Caminho descalça, com muito cuidado pela grama daquele quintal. Banguela e Fedido estão dormindo ao lado da fogueira apagada, e facilmente evito os dois, andando perto do muro, bem longe deles. Me aproximo das mochilas e esvazio uma e fico enchendo a outra com comida. Coloco a placa de madeira dentro daquela mesma mochila. Olho para as roupas e os pertences dos outros. Pego a arma velha do casal, as sandálias da mensageira e também as peças de roupa da gangue, mas estas coloco na outra mochila, vazia. Vou caminhando em direção do corredor que liga o quintal dos fundos com a frente do sobrado, evitando andar por dentro dela. Melhor evitar acordar a mensageira e seu novo chefe.
Caminho sem problemas até a garagem da casa, com o portão de madeira encostado, dando acesso fácil para a rua cheia de mato. Observo as duas motos, que eu mesma furei os pneus e deixei vazar todo o gás combustível. Olho para a moto do chefe, pronta para ser roubada... E depois olho de volta para a casa, ponderando o que fazer.

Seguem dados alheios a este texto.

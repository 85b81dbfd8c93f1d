// crates/decaton-processor-properties/src/value_type.rs
// ============================================================================
// Module: Value Types
// Description: Descriptors for property value types and declared types.
// Purpose: Carry the type information schema generation needs without reflection.
// Dependencies: serde
// ============================================================================

//! ## Overview
//! [`ValueType`] describes the concrete shape of a property value. Rust types
//! that can back a property implement [`PropertyType`] to report their
//! descriptor. [`DeclaredType`] records the static type a property is declared
//! with, which is a container (`PropertyDefinition<T>`) for every typed
//! definition.

// ============================================================================
// SECTION: Imports
// ============================================================================

use std::fmt;

use serde::Serialize;

// ============================================================================
// SECTION: Value Types
// ============================================================================

/// Concrete value type of a property.
#[derive(Debug, Clone, PartialEq, Eq, Hash)]
pub enum ValueType {
    /// JSON boolean.
    Boolean,
    /// 32-bit signed integer.
    Integer,
    /// 64-bit signed integer.
    Long,
    /// UTF-8 string.
    String,
    /// Homogeneous list of the element type.
    List(Box<ValueType>),
    /// String enumeration with a fixed set of variants.
    Enum(EnumType),
}

impl ValueType {
    /// Builds a list descriptor for the element type.
    #[must_use]
    pub fn list(element: Self) -> Self {
        Self::List(Box::new(element))
    }
}

impl fmt::Display for ValueType {
    fn fmt(&self, f: &mut fmt::Formatter<'_>) -> fmt::Result {
        match self {
            Self::Boolean => f.write_str("Boolean"),
            Self::Integer => f.write_str("Integer"),
            Self::Long => f.write_str("Long"),
            Self::String => f.write_str("String"),
            Self::List(element) => write!(f, "List<{element}>"),
            Self::Enum(enum_type) => f.write_str(enum_type.name),
        }
    }
}

/// Enumeration descriptor.
///
/// # Invariants
/// - `variants` are the serialized variant names, in declaration order.
#[derive(Debug, Clone, Copy, PartialEq, Eq, Hash)]
pub struct EnumType {
    /// Type name used for diagnostics.
    pub name: &'static str,
    /// Serialized variant names.
    pub variants: &'static [&'static str],
}

// ============================================================================
// SECTION: Declared Types
// ============================================================================

/// Raw type name typed definitions are declared with.
pub const DEFINITION_TYPE_NAME: &str = "PropertyDefinition";

/// Static type a property is declared with: a raw type plus type arguments.
#[derive(Debug, Clone, PartialEq, Eq)]
pub struct DeclaredType {
    /// Raw type name.
    raw: String,
    /// Type arguments in declaration order.
    arguments: Vec<ValueType>,
}

impl DeclaredType {
    /// Declares a non-parametrized type.
    #[must_use]
    pub fn raw(raw: impl Into<String>) -> Self {
        Self {
            raw: raw.into(),
            arguments: Vec::new(),
        }
    }

    /// Declares a parametrized type.
    #[must_use]
    pub fn parametrized(raw: impl Into<String>, arguments: Vec<ValueType>) -> Self {
        Self {
            raw: raw.into(),
            arguments,
        }
    }

    /// Declares `PropertyDefinition<value>`.
    #[must_use]
    pub fn definition_of(value: ValueType) -> Self {
        Self::parametrized(DEFINITION_TYPE_NAME, vec![value])
    }

    /// Returns the type arguments.
    #[must_use]
    pub fn arguments(&self) -> &[ValueType] {
        &self.arguments
    }
}

impl fmt::Display for DeclaredType {
    fn fmt(&self, f: &mut fmt::Formatter<'_>) -> fmt::Result {
        f.write_str(&self.raw)?;
        if self.arguments.is_empty() {
            return Ok(());
        }
        f.write_str("<")?;
        for (index, argument) in self.arguments.iter().enumerate() {
            if index > 0 {
                f.write_str(", ")?;
            }
            write!(f, "{argument}")?;
        }
        f.write_str(">")
    }
}

// ============================================================================
// SECTION: Property Types
// ============================================================================

/// Rust types usable as property values.
pub trait PropertyType: Serialize {
    /// Returns the descriptor for this type.
    fn value_type() -> ValueType;
}

impl PropertyType for bool {
    fn value_type() -> ValueType {
        ValueType::Boolean
    }
}

impl PropertyType for i32 {
    fn value_type() -> ValueType {
        ValueType::Integer
    }
}

impl PropertyType for i64 {
    fn value_type() -> ValueType {
        ValueType::Long
    }
}

impl PropertyType for String {
    fn value_type() -> ValueType {
        ValueType::String
    }
}

impl<T: PropertyType> PropertyType for Vec<T> {
    fn value_type() -> ValueType {
        ValueType::list(T::value_type())
    }
}

// ============================================================================
// SECTION: Tests
// ============================================================================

Se eu roubasse a moto, ia chamar a atenção de tudo e todos durante a noite, me expondo não apenas aos 3 bandidos, mas também a qualquer outro animal ou pessoa que ouvisse o meu motor a quilômetros. E me expor viajando por ai com uma moto roubada chamaria muito a atenção. Ainda mais sendo uma nômade.
E também ia chamar a atenção do rapaz que já libertei, fazendo ele voltar para onde estava ou tomar um rumo diferente do que já decidiu tomar. Se eu deixasse tudo do jeito que está, talvez só a mensageira irá ser castigada, se fosse acusada de ter feito aquilo como se fosse uma vingança encima dos dois capangas que abusaram dela. Mas também poderiam culpar o rapaz que eu libertei a algum tempo.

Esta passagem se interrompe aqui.